[proofplan]
We separate the degenerate case $\sigma = 0$ from the non-degenerate case $\sigma > 0$. In the degenerate case, the normal distribution is the point mass at $\mu$, so the moment is immediate. In the non-degenerate case, we write the expectation using the Gaussian density, make the affine change of variables $x=\mu+\sigma z$, and reduce the problem to the finiteness of the standard Gaussian absolute moment. The final step proves this finiteness directly by showing that polynomial growth is dominated by the Gaussian exponential tail.
[/proofplan]
[step:Handle the degenerate Gaussian as a point mass]
Assume first that $\sigma = 0$. By the standard convention for the degenerate normal distribution, $X \sim \mathcal N(\mu,0)$ means
\begin{align*}
\mathbb P(X=\mu)=1.
\end{align*}
Let $k \ge 1$ be an integer. Since $|X|^k=|\mu|^k$ almost surely with respect to $\mathbb P$, the definition of expectation gives
\begin{align*}
\mathbb E[|X|^k]=|\mu|^k<\infty.
\end{align*}
Thus the desired conclusion holds when $\sigma=0$.
[/step]
[step:Reduce the moment to the standard Gaussian absolute moment]

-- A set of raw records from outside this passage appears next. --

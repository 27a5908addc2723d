//! Entry point for the perch binary.

mod args;
mod tracing_setup;

use std::sync::Arc;

use anyhow::Result;
use clap::Parser;
use parking_lot::Mutex;
use perch_overlay::perch_core::{
    auto_position, compute_placement, score_candidates, CloseReason, OverlayCoordinator,
    OverlayEvent,
};
use perch_overlay::{EventBus, PerchConfig};
use serde::Serialize;

use crate::args::{Cli, Command, OverlayArg};

#[allow(clippy::print_stderr)]
fn load_config(cli: &Cli) -> Result<PerchConfig> {
    if let Some(path) = &cli.config {
        return PerchConfig::load_from(path);
    }
    Ok(PerchConfig::load_default().unwrap_or_else(|err| {
        eprintln!("Warning: failed to load perch.toml: {err:#}");
        eprintln!("Using default configuration");
        PerchConfig::default()
    }))
}

#[allow(clippy::print_stdout)]
fn print_json(value: &impl Serialize) -> Result<()> {
    println!("{}", serde_json::to_string_pretty(value)?);
    Ok(())
}

/// Open each overlay in turn, confirming it before the next one, and collect
/// every notification the coordinator publishes.
fn simulate_stack(config: &PerchConfig, overlays: &[OverlayArg]) -> Result<Vec<OverlayEvent>> {
    let mut coordinator = OverlayCoordinator::new(config.layers);
    let mut bus = EventBus::new();
    let log = Arc::new(Mutex::new(Vec::new()));
    let sink = Arc::clone(&log);
    bus.subscribe(move |event| sink.lock().push(event.clone()));

    for overlay in overlays {
        let record =
            coordinator.request_open(overlay.id.as_str(), overlay.layer, overlay.priority)?;
        coordinator.confirm_opened(&record.id)?;
        for event in coordinator.drain_events() {
            bus.emit(&event);
        }
    }

    // Tear down from the top of the stack. Overlays excluded earlier already
    // have their close request outstanding.
    let mut open: Vec<_> = coordinator
        .list_open(None)
        .into_iter()
        .map(|record| record.id.clone())
        .collect();
    open.reverse();
    for top in open {
        coordinator.request_close(&top, CloseReason::Escape)?;
        coordinator.confirm_closing(&top)?;
        coordinator.confirm_closed(&top)?;
        for event in coordinator.drain_events() {
            bus.emit(&event);
        }
    }

    let events = std::mem::take(&mut *log.lock());
    Ok(events)
}

#[allow(clippy::print_stdout)]
fn run(cli: Cli, config: &PerchConfig) -> Result<()> {
    match cli.command {
        Command::Place {
            geometry,
            placement,
        } => {
            let options = geometry.options(&config.positioning);
            let result = compute_placement(
                &geometry.trigger,
                &geometry.content,
                placement,
                &options,
                &geometry.viewport(),
            )?;
            print_json(&result)
        }
        Command::Auto {
            geometry,
            candidates,
            scores,
        } => {
            let options = geometry.options(&config.positioning);
            let candidates = if candidates.is_empty() {
                options.preferred_placements.clone()
            } else {
                candidates
            };
            let viewport = geometry.viewport();
            let result = auto_position(
                &geometry.trigger,
                &geometry.content,
                &candidates,
                &options,
                &viewport,
            )?;
            if scores {
                let scored: Vec<serde_json::Value> = score_candidates(
                    &geometry.trigger,
                    &geometry.content,
                    &candidates,
                    &options,
                    &viewport,
                )?
                .into_iter()
                .map(|(placement, ratio)| {
                    serde_json::json!({ "placement": placement, "ratio": ratio })
                })
                .collect();
                print_json(&serde_json::json!({ "result": result, "scores": scored }))
            } else {
                print_json(&result)
            }
        }
        Command::Tokens => {
            println!("{}", config.z_index_css());
            Ok(())
        }
        Command::Stack { overlays } => print_json(&simulate_stack(config, &overlays)?),
    }
}

fn main() -> Result<()> {
    let cli = Cli::parse();
    let config = load_config(&cli)?;

    tracing_setup::init(&config.logging);
    log::debug!("starting perch");

    run(cli, &config)
}

#[cfg(test)]
mod tests {
    use perch_overlay::perch_core::{LayerType, OverlayId};

    use super::*;

    fn overlay(layer: LayerType, id: &str, priority: i32) -> OverlayArg {
        OverlayArg {
            layer,
            id: id.to_string(),
            priority,
        }
    }

    #[test]
    fn stack_simulation_reports_exclusions_and_teardown() {
        let events = simulate_stack(
            &PerchConfig::default(),
            &[
                overlay(LayerType::Portal, "menu", 0),
                overlay(LayerType::Modal, "settings", 10),
            ],
        )
        .expect("simulation");

        assert_eq!(
            events.get(2),
            Some(&OverlayEvent::CloseRequested {
                id: OverlayId::from("menu"),
                reason: CloseReason::Excluded {
                    by: OverlayId::from("settings"),
                },
            })
        );
        assert!(matches!(
            events.get(3),
            Some(OverlayEvent::OpenRequested { z_index: 1060, .. })
        ));
        let closed: Vec<&OverlayId> = events
            .iter()
            .filter_map(|event| match event {
                OverlayEvent::Closed { id } => Some(id),
                _ => None,
            })
            .collect();
        assert_eq!(
            closed,
            [&OverlayId::from("settings"), &OverlayId::from("menu")]
        );
    }

    #[test]
    fn duplicate_ids_in_a_stack_fail() {
        let result = simulate_stack(
            &PerchConfig::default(),
            &[
                overlay(LayerType::Portal, "menu", 0),
                overlay(LayerType::Portal, "menu", 0),
            ],
        );
        assert!(result.is_err());
    }
}
use super::entity::{AttrValue, ModelError};

/// The declared value type of a kind attribute.
#[derive(Debug, Clone, Copy, PartialEq, Eq)]
pub enum AttrType {
    Str,
    Int,
    Float,
    StrList,
}

impl AttrType {
    /// Default value a fresh entity starts with for this type.
    pub fn default_value(self) -> AttrValue {
        match self {
            Self::Str => AttrValue::Str(String::new()),
            Self::Int => AttrValue::Int(0),
            Self::Float => AttrValue::Float(0.0),
            Self::StrList => AttrValue::StrList(Vec::new()),
        }
    }

    pub fn describe(self) -> &'static str {
        match self {
            Self::Str => "a string",
            Self::Int => "an integer",
            Self::Float => "a float",
            Self::StrList => "a string list",
        }
    }
}

/// One declared attribute of a kind.
#[derive(Debug, PartialEq)]
pub struct FieldSpec {
    pub name: &'static str,
    pub ty: AttrType,
}

/// Schema for one entity kind: its case-sensitive name and declared
/// attribute set. Kinds differ only in this schema; identity and timestamp
/// behavior is shared by every kind.
#[derive(Debug, PartialEq)]
pub struct KindSpec {
    pub name: &'static str,
    pub fields: &'static [FieldSpec],
}

impl KindSpec {
    pub fn field(&self, name: &str) -> Option<&FieldSpec> {
        self.fields.iter().find(|f| f.name == name)
    }
}

/// The closed set of domain kinds, in registration order.
pub static BUILTIN_KINDS: &[KindSpec] = &[
    KindSpec {
        name: "BaseModel",
        fields: &[],
    },
    KindSpec {
        name: "User",
        fields: &[
            FieldSpec { name: "email", ty: AttrType::Str },
            FieldSpec { name: "password", ty: AttrType::Str },
            FieldSpec { name: "first_name", ty: AttrType::Str },
            FieldSpec { name: "last_name", ty: AttrType::Str },
        ],
    },
    KindSpec {
        name: "State",
        fields: &[FieldSpec { name: "name", ty: AttrType::Str }],
    },
    KindSpec {
        name: "City",
        fields: &[
            FieldSpec { name: "state_id", ty: AttrType::Str },
            FieldSpec { name: "name", ty: AttrType::Str },
        ],
    },
    KindSpec {
        name: "Place",
        fields: &[
            FieldSpec { name: "city_id", ty: AttrType::Str },
            FieldSpec { name: "user_id", ty: AttrType::Str },
            FieldSpec { name: "name", ty: AttrType::Str },
            FieldSpec { name: "description", ty: AttrType::Str },
            FieldSpec { name: "number_rooms", ty: AttrType::Int },
            FieldSpec { name: "number_bathrooms", ty: AttrType::Int },
            FieldSpec { name: "max_guest", ty: AttrType::Int },
            FieldSpec { name: "price_by_night", ty: AttrType::Int },
            FieldSpec { name: "latitude", ty: AttrType::Float },
            FieldSpec { name: "longitude", ty: AttrType::Float },
            FieldSpec { name: "amenity_ids", ty: AttrType::StrList },
        ],
    },
    KindSpec {
        name: "Amenity",
        fields: &[FieldSpec { name: "name", ty: AttrType::Str }],
    },
    KindSpec {
        name: "Review",
        fields: &[
            FieldSpec { name: "place_id", ty: AttrType::Str },
            FieldSpec { name: "user_id", ty: AttrType::Str },
            FieldSpec { name: "text", ty: AttrType::Str },
        ],
    },
];

/// Lookup table from kind name to schema.
///
/// Populated once at startup; [`KindRegistry::resolve`] is the single
/// validation point for type names coming from user input or from the
/// persisted store.
pub struct KindRegistry {
    kinds: Vec<&'static KindSpec>,
}

impl KindRegistry {
    pub fn new() -> Self {
        Self { kinds: Vec::new() }
    }

    /// Registry pre-populated with every built-in kind.
    pub fn builtin() -> Self {
        let mut registry = Self::new();
        for spec in BUILTIN_KINDS {
            registry.register(spec);
        }
        registry
    }

    /// Register a kind. Kind names are case-sensitive and must be unique;
    /// registering the same name twice is a programming error.
    pub fn register(&mut self, spec: &'static KindSpec) {
        assert!(
            self.kinds.iter().all(|k| k.name != spec.name),
            "kind {:?} registered twice",
            spec.name
        );
        self.kinds.push(spec);
    }

    pub fn resolve(&self, name: &str) -> Result<&'static KindSpec, ModelError> {
        self.kinds
            .iter()
            .copied()
            .find(|k| k.name == name)
            .ok_or_else(|| ModelError::UnknownKind(name.to_string()))
    }

    /// All registered kind names, in registration order.
    pub fn known_kinds(&self) -> impl Iterator<Item = &'static str> + '_ {
        self.kinds.iter().map(|k| k.name)
    }
}

impl Default for KindRegistry {
    fn default() -> Self {
        Self::builtin()
    }
}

Assume now that $\sigma>0$, and let $k \ge 1$ be an integer. Let $\mathcal L^1$ denote one-dimensional [Lebesgue measure](/page/Lebesgue%20Measure) on $\mathbb R$. Since $X\sim \mathcal N(\mu,\sigma^2)$, define its density $f_X:\mathbb R\to [0,\infty)$ by
\begin{align*}
f_X(x)=\frac{1}{\sigma\sqrt{2\pi}}\exp\left(-\frac{(x-\mu)^2}{2\sigma^2}\right).
\end{align*}
This density satisfies, by the density formula for expectations of non-negative Borel [measurable functions](/page/Measurable%20Functions), for every non-negative Borel [measurable function](/page/Measurable%20Function) $g:\mathbb R\to[0,\infty]$,
\begin{align*}
\mathbb E[g(X)] = \int_{\mathbb R} g(x) f_X(x)\, d\mathcal L^1(x).
\end{align*}
Applying this with the Borel measurable function $g:\mathbb R\to [0,\infty)$ defined by $g(x)=|x|^k$ gives
\begin{align*}
\mathbb E[|X|^k]
=
\frac{1}{\sigma\sqrt{2\pi}}
\int_{\mathbb R}|x|^k
\exp\left(-\frac{(x-\mu)^2}{2\sigma^2}\right)\, d\mathcal L^1(x).
\end{align*}
Use the affine substitution $x=\mu+\sigma z$. By the one-dimensional change-of-variables theorem, since $\sigma>0$, this substitution is a $C^1$ bijection from $\mathbb R$ to $\mathbb R$, and the one-dimensional Lebesgue measure transforms as $d\mathcal L^1(x)=\sigma\,d\mathcal L^1(z)$. Therefore
\begin{align*}
\mathbb E[|X|^k]
=
\frac{1}{\sqrt{2\pi}}
\int_{\mathbb R}|\mu+\sigma z|^k e^{-z^2/2}\, d\mathcal L^1(z).
\end{align*}
For all $a,b\in\mathbb R$ and all integers $k\ge1$, convexity of $t\mapsto t^k$ on $[0,\infty)$ gives
\begin{align*}
|a+b|^k \le 2^{k-1}(|a|^k+|b|^k).
\end{align*}
Applying this with $a=\mu$ and $b=\sigma z$ gives
\begin{align*}
|\mu+\sigma z|^k
\le
2^{k-1}\left(|\mu|^k+\sigma^k |z|^k\right).
\end{align*}
Hence
\begin{align*}
\mathbb E[|X|^k]
\le
\frac{2^{k-1}}{\sqrt{2\pi}}
\left(
|\mu|^k\int_{\mathbb R}e^{-z^2/2}\,d\mathcal L^1(z)
+
\sigma^k\int_{\mathbb R}|z|^k e^{-z^2/2}\,d\mathcal L^1(z)
\right).
\end{align*}
Thus it remains only to prove that
\begin{align*}
\int_{\mathbb R}|z|^k e^{-z^2/2}\,d\mathcal L^1(z)<\infty.
\end{align*}
[guided]
The goal is to isolate the only possible source of divergence: the polynomial factor in the tails. Let $\mathcal L^1$ denote one-dimensional Lebesgue measure on $\mathbb R$. Because $\sigma>0$, the normal law has the density $f_X:\mathbb R\to [0,\infty)$ defined by
\begin{align*}
f_X(x)=\frac{1}{\sigma\sqrt{2\pi}}\exp\left(-\frac{(x-\mu)^2}{2\sigma^2}\right).
\end{align*}
The function whose expectation we want is the Borel measurable function $g:\mathbb R\to [0,\infty)$ defined by $g(x)=|x|^k$.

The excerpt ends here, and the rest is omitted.